//! Deterministic 2D rigid-body world
//!
//! Everything the game simulates lives here. This module must be pure and
//! deterministic:
//! - Fixed timestep only
//! - Stable iteration order (by entity ID)
//! - No rendering or platform dependencies

pub mod body;
pub mod contact;
pub mod dispatch;
pub mod joint;
pub mod shape;
pub mod world;

pub use body::{BodyId, BodyKind, RigidBody};
pub use contact::{Contact, circle_circle, circle_segment, closest_point_on_segment};
pub use dispatch::{CollisionDispatcher, ContactAction};
pub use joint::{PivotJoint, RotaryLimitJoint};
pub use shape::{CollisionCategory, Geometry, Shape, ShapeId, moment_for_circle};
pub use world::{World, WorldError};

====

Task to complete
Repeat the entries verbatim through the line with "pub mod contact;".

Finished task
//! Deterministic 2D rigid-body world
//!
//! Everything the game simulates lives here. This module must be pure and
//! deterministic:
//! - Fixed timestep only
//! - Stable iteration order (by entity ID)
//! - No rendering or platform dependencies

pub mod body;
pub mod contact;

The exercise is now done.